BEGIN Study material

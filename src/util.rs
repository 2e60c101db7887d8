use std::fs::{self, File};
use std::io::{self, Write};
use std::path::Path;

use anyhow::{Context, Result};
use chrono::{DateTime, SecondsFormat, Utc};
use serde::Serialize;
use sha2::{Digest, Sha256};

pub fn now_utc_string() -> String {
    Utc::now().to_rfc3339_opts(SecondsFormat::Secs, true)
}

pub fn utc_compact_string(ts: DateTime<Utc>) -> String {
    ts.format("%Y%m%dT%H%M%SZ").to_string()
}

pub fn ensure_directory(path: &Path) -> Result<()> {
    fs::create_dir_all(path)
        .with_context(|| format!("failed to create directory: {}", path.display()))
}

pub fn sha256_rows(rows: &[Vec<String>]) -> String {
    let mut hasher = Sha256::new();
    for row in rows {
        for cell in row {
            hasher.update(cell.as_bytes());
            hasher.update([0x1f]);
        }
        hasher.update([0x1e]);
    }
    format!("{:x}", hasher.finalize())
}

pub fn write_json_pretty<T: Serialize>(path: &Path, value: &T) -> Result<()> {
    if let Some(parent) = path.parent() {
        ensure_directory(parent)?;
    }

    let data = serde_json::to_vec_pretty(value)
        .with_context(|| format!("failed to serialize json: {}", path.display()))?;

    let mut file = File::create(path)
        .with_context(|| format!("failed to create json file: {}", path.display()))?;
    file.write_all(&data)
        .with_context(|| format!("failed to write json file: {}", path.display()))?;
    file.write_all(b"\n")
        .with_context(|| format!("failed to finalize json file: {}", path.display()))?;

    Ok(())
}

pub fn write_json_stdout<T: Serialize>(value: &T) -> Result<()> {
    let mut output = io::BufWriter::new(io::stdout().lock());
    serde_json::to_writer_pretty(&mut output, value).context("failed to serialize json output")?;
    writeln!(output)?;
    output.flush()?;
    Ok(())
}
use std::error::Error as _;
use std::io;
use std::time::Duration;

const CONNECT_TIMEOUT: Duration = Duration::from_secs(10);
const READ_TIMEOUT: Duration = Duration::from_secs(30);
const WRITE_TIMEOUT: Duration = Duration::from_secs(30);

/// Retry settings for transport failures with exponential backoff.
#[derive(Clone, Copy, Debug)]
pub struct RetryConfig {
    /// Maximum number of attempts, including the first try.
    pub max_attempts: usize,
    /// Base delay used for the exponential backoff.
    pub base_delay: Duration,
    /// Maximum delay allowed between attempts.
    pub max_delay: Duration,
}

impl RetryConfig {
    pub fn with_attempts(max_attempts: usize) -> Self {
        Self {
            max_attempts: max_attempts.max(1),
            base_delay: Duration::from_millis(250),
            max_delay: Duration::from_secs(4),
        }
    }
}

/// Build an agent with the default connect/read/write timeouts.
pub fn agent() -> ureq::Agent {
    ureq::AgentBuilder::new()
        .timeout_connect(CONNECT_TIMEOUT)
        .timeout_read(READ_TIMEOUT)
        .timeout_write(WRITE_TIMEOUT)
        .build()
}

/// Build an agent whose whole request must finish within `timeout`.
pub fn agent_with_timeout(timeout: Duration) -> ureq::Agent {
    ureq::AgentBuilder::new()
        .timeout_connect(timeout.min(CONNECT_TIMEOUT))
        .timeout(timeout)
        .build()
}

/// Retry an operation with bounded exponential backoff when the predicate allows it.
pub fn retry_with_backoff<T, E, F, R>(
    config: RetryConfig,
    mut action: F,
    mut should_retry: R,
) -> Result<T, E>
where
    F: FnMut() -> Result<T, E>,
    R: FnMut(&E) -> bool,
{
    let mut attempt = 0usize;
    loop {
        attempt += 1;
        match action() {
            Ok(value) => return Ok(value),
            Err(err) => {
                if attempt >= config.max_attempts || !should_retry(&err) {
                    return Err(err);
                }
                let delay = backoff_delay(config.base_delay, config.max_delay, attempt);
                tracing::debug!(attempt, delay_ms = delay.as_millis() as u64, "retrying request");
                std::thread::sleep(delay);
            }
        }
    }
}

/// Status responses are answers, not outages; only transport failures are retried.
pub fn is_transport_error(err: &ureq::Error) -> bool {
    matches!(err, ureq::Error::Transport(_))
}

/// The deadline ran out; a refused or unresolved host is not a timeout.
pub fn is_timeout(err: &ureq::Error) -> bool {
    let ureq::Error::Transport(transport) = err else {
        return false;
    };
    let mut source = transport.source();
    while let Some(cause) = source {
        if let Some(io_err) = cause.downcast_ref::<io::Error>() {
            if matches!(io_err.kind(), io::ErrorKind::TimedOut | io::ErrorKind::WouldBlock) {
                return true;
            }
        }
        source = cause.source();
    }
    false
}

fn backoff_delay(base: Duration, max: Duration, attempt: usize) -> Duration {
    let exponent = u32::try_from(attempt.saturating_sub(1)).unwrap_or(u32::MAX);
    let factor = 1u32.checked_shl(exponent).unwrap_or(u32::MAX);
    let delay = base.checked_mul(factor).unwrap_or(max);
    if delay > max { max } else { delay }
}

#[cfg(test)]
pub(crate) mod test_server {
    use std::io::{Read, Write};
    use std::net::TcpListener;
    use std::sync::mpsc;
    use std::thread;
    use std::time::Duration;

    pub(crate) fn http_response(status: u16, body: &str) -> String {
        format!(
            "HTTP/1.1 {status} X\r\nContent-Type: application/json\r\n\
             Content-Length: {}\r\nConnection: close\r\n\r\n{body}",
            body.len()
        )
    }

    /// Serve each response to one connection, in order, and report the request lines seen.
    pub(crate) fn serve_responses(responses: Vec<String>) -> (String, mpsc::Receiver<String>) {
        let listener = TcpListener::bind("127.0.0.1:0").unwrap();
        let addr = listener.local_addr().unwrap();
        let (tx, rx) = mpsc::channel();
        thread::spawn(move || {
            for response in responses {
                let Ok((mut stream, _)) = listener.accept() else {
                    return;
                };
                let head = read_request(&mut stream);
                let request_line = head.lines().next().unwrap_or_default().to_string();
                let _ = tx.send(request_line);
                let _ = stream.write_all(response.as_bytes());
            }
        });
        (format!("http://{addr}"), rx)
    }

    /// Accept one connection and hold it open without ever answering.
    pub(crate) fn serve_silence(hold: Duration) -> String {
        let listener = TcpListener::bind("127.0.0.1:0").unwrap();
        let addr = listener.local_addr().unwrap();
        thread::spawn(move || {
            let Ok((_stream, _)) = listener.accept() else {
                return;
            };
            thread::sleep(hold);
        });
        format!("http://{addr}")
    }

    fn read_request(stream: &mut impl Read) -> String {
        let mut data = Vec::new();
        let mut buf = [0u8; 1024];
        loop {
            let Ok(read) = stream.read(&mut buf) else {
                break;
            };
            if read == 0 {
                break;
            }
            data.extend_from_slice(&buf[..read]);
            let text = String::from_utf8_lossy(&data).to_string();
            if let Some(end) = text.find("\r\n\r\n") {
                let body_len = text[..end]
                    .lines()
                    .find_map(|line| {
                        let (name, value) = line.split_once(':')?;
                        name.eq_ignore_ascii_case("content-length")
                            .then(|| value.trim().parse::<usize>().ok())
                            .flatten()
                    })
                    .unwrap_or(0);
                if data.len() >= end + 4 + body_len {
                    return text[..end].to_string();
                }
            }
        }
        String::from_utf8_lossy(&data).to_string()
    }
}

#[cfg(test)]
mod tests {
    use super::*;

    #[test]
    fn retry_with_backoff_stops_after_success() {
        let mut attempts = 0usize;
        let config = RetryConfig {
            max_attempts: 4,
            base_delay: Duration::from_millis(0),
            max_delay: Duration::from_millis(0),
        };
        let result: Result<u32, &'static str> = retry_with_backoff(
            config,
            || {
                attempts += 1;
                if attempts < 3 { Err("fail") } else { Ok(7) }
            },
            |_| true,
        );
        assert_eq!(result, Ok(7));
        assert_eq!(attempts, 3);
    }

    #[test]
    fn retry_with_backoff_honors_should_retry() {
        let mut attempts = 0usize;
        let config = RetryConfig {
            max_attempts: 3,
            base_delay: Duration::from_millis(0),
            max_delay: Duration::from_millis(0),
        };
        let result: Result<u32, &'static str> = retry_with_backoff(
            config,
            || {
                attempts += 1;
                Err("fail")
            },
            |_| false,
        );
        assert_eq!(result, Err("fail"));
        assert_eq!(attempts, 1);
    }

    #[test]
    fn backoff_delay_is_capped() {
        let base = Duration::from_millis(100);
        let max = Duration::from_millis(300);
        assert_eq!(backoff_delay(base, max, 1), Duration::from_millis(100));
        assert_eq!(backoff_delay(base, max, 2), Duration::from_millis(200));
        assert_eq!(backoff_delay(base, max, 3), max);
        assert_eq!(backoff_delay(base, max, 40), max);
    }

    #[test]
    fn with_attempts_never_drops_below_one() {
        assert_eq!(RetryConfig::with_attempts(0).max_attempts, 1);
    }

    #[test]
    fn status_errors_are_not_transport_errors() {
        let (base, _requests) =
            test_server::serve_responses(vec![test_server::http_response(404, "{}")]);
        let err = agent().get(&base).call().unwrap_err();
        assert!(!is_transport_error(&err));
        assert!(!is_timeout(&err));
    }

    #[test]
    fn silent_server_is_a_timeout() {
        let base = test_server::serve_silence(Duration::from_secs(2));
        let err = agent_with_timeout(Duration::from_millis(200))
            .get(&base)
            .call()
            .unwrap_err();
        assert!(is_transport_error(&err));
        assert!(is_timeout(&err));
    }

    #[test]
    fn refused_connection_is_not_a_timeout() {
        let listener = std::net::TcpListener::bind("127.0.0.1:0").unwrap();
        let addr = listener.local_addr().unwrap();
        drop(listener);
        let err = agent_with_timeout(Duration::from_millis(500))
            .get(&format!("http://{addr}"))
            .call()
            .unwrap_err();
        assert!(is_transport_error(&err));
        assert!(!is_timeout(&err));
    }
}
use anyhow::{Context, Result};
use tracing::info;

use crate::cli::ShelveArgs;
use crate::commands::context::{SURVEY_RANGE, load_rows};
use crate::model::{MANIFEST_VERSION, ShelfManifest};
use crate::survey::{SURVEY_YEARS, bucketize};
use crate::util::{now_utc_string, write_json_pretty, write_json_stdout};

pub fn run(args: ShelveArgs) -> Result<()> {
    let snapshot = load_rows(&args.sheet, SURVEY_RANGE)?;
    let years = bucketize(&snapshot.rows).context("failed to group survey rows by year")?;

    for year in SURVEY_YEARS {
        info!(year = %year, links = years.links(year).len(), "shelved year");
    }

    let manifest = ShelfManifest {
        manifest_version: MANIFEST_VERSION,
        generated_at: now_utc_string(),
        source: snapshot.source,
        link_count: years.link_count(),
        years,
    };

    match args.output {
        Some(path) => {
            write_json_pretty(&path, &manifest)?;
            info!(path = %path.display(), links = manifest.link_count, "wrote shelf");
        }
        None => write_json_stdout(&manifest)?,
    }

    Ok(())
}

END Study material

Your instructions:
Return a copy of each line in the entries that carries the string "RetryConfig".

Your solution:
pub struct RetryConfig {
impl RetryConfig {
    config: RetryConfig,
        let config = RetryConfig {
        let config = RetryConfig {
        assert_eq!(RetryConfig::with_attempts(0).max_attempts, 1);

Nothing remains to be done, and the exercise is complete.